Sin embargo, el Coyote, eterno aspirante a triunfador, si de algo no adolece es de entusiasmo y de recursos «infalibles» como los que le proporciona su proveedor Acme (American Company that Makes Everything), empresa tan ficticia como admirable por la diversidad y perversidad de su portfolio. Es lo que le permite no cejar en el empeño y sentirse también orgulloso por su capacidad para generar y poner en práctica constantes nuevas ideas.
Tener éxito en el proceso, aunque no se alcance el final, también ha de ser motivo de satisfacción. El esfuerzo es en si mismo un valor.
Los triunfos parciales, los logros a corto plazo, suelen ser los que de verdad sostienen la empresa porque suponen el mejor estímulo para el día a día. Son próximos, a veces incluso tangibles, y de efectos demostrables. Y son, además, fáciles de comunicar.
Imaginemos por un momento al CEO de Coca Cola insistiendo por newsletter interna a sus 140.000 trabajadores en que ¡todos unidos deben caminar hacia su gran objetivo que es «refrescar al mundo»! Esto, un martes a las 8 de la mañana me temo que no tiene un efecto motivador especial.
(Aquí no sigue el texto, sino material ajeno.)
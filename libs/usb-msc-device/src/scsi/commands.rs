use num_derive::FromPrimitive;

/// SCSI op codes served by this device
#[derive(Clone, Copy, Eq, PartialEq, Debug, FromPrimitive)]
pub enum OpCode {
    TestUnitReady = 0x00,
    RequestSense = 0x03,
    Inquiry = 0x12,
    ModeSelect6 = 0x15,
    ModeSense6 = 0x1A,
    ReadFormatCapacities = 0x23,
    ReadCapacity10 = 0x25,
    Read10 = 0x28,
    Write10 = 0x2A,
    ModeSelect10 = 0x55,
    ModeSense10 = 0x5A,
    ReportLuns = 0xA0,
}

/// CDB length implied by the op code's group bits.
pub fn cdb_len(opcode: u8) -> Option<usize> {
    match opcode {
        0x00..=0x1F => Some(6),
        0x20..=0x5F => Some(10),
        // reserved, then variable length
        0x60..=0x7F => None,
        0x80..=0x9F => Some(16),
        0xA0..=0xBF => Some(12),
        // vendor specific
        _ => None,
    }
}

/// How the data phase of the current command moves bytes.
#[derive(Clone, Copy, Eq, PartialEq, Debug)]
pub enum Transfer {
    None,
    /// Device to host from the response buffer.
    Response,
    /// Host to device parameter data that is accepted and dropped.
    Parameters,
    ReadBlocks,
    WriteBlocks,
}
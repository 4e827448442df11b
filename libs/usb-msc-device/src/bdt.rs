//! Buffer Descriptor Table shared with the SIE's DMA engine.
//!
//! Each (endpoint, direction, bank) owns one descriptor: a control word and a
//! buffer address. Ownership of a descriptor passes to the SIE when OWN is set
//! and comes back when the SIE clears it on token completion. Software must not
//! touch a descriptor the SIE owns.
use core::sync::atomic::{compiler_fence, Ordering};

use bitfield::bitfield;
use num_derive::FromPrimitive;
use num_traits::FromPrimitive;
use vcell::VolatileCell;

use crate::endpoint::{Bank, Direction};
use crate::packet::PacketId;
use crate::EP_NUM_CNT;

pub const BDT_ENTRIES: usize = EP_NUM_CNT * 4;

bitfield! {
    /// Descriptor control word. Software writes the upper layout (KEEP..BDT_STALL),
    /// the SIE writes back the token PID into bits 5..2 on completion.
    pub struct BdControl(u32);
    impl Debug;
    pub own, set_own: 7;
    pub data1, set_data1: 6;
    pub keep, set_keep: 5;
    pub ninc, set_ninc: 4;
    pub dts, set_dts: 3;
    pub bdt_stall, set_bdt_stall: 2;
    pub u8, pid, _: 5, 2;
    pub u16, byte_count, set_byte_count: 25, 16;
}

/// Token PIDs the SIE reports in a retired descriptor.
#[derive(Debug, Clone, Copy, PartialEq, Eq, FromPrimitive)]
pub enum TokenPid {
    Out = 0x1,
    In = 0x9,
    Setup = 0xD,
}

#[repr(C)]
pub struct BufferDescriptor {
    desc: VolatileCell<u32>,
    addr: VolatileCell<u32>,
}

impl BufferDescriptor {
    pub const fn new() -> BufferDescriptor {
        BufferDescriptor { desc: VolatileCell::new(0), addr: VolatileCell::new(0) }
    }

    /// Hands the slot to the SIE. The control word is written without OWN first
    /// so the SIE never sees a half-built descriptor.
    pub fn set(&self, addr: u32, count: usize, data1: bool) {
        self.addr.set(addr);
        let mut ctl = BdControl(0);
        ctl.set_byte_count(count as u16);
        ctl.set_data1(data1);
        ctl.set_dts(true);
        self.desc.set(ctl.0);
        compiler_fence(Ordering::SeqCst);
        ctl.set_own(true);
        self.desc.set(ctl.0);
    }

    pub fn clear(&self) { self.desc.set(0) }

    /// Makes the SIE answer the next token on this slot with STALL.
    pub fn stall(&self) {
        let mut ctl = self.control();
        ctl.set_bdt_stall(true);
        ctl.set_own(true);
        self.desc.set(ctl.0);
    }

    pub fn control(&self) -> BdControl { BdControl(self.desc.get()) }

    pub fn count(&self) -> usize { self.control().byte_count() as usize }

    pub fn pid(&self) -> Option<TokenPid> { TokenPid::from_u8(self.control().pid()) }

    pub fn owned_by_sie(&self) -> bool { self.control().own() }

    pub fn address(&self) -> u32 { self.addr.get() }

    /// Plays the SIE's part on token completion: writes back PID and byte count,
    /// drops OWN and keeps the DATA0/1 bit the slot was armed with.
    #[cfg(test)]
    pub(crate) fn complete(&self, pid: TokenPid, count: usize) {
        let mut ctl = BdControl(0);
        ctl.set_data1(self.control().data1());
        ctl.set_byte_count(count as u16);
        ctl.0 |= (pid as u32) << 2;
        self.desc.set(ctl.0);
    }
}

impl Default for BufferDescriptor {
    fn default() -> Self { Self::new() }
}

/// The table itself. The SIE requires 512-byte alignment; place it in a `static`
/// and hand the reference to [`crate::Usb::new`].
#[repr(C, align(512))]
pub struct BdTable {
    entries: [BufferDescriptor; BDT_ENTRIES],
}

// the table is only touched with the USB interrupt masked or from the ISR itself
unsafe impl Sync for BdTable {}

impl BdTable {
    pub const fn new() -> BdTable {
        const EMPTY: BufferDescriptor = BufferDescriptor::new();
        BdTable { entries: [EMPTY; BDT_ENTRIES] }
    }

    pub fn base_addr(&self) -> u32 { self as *const BdTable as usize as u32 }
}

impl Default for BdTable {
    fn default() -> Self { Self::new() }
}

/// Software view of the table: the hardware descriptors plus which packet each
/// armed slot holds. A packet is owned by at most one slot.
pub struct Bdt {
    table: &'static BdTable,
    owners: [Option<PacketId>; BDT_ENTRIES],
}

impl Bdt {
    pub fn new(table: &'static BdTable) -> Bdt {
        for entry in table.entries.iter() {
            entry.clear();
        }
        Bdt { table, owners: [None; BDT_ENTRIES] }
    }

    pub const fn index(num: u8, dir: Direction, bank: Bank) -> usize {
        ((num as usize) << 2) | ((dir as usize) << 1) | bank as usize
    }

    pub fn entry(&self, index: usize) -> &BufferDescriptor { &self.table.entries[index] }

    pub fn base_addr(&self) -> u32 { self.table.base_addr() }

    pub fn owner(&self, index: usize) -> Option<PacketId> { self.owners[index] }

    pub fn is_armed(&self, index: usize) -> bool { self.owners[index].is_some() }

    /// Arms `index` with packet `id`, whose buffer lives at `addr`.
    pub fn arm(&mut self, index: usize, id: PacketId, addr: u32, count: usize, data1: bool) {
        if let Some(old) = self.owners[index] {
            log::error!("bdt[{}] re-armed while holding {:?}", index, old);
        }
        self.owners[index] = Some(id);
        self.table.entries[index].set(addr, count, data1);
    }

    /// Re-hands the packet already held by `index` to the SIE with a new toggle.
    pub fn rearm(&mut self, index: usize, addr: u32, count: usize, data1: bool) {
        self.table.entries[index].set(addr, count, data1);
    }

    /// Takes the slot back from the SIE, returning the packet it held and the
    /// control word the SIE wrote back.
    pub fn retire(&mut self, index: usize) -> (Option<PacketId>, BdControl) {
        let entry = &self.table.entries[index];
        let ctl = entry.control();
        entry.clear();
        (self.owners[index].take(), ctl)
    }

    pub fn stall(&self, index: usize) { self.table.entries[index].stall() }

    /// Idles a slot that holds no packet.
    pub fn clear(&self, index: usize) { self.table.entries[index].clear() }
}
Pero imaginemos ahora al director general de una mediana empresa felicitando a su equipo y transmitiendo por WhatsApp a sus trabajadores el logro de haber conseguido un par de nuevos clientes internacionales, o el éxito de una nueva patente registrada, o la decisión de renovar la obsoleta flotilla de vehículos de la empresa. Pequeños logros, árboles que no impiden ver el bosque sino que más bien dan sentido a los grandes objetivos.
Mi tesis es que siempre es mejor compañero de viaje empresarial y profesional la satisfacción por lo logrado, por muy humilde que esto sea, que la frustración por lo aún inalcanzado, por muy irrenunciable y loable que suene.
Cuentan que El Coyote una vez sí alcanzó al Correcaminos. Pero lo hizo en privado y por encargo de un caprichoso millonario japonés para el que se manipuló una escena cambiándole el final. La Warner accedió con tal de no hacerlo nunca público. Hoy está, por supuesto, en You Tube.
Ello demuestra que el síndrome del Correcaminos solo se cura a golpe de talón o con una dosis alta de realismo en vena. Me temo que debe imponerse lo segundo porque, insisto, las empresas no viven de sus objetivos sino de sus logros.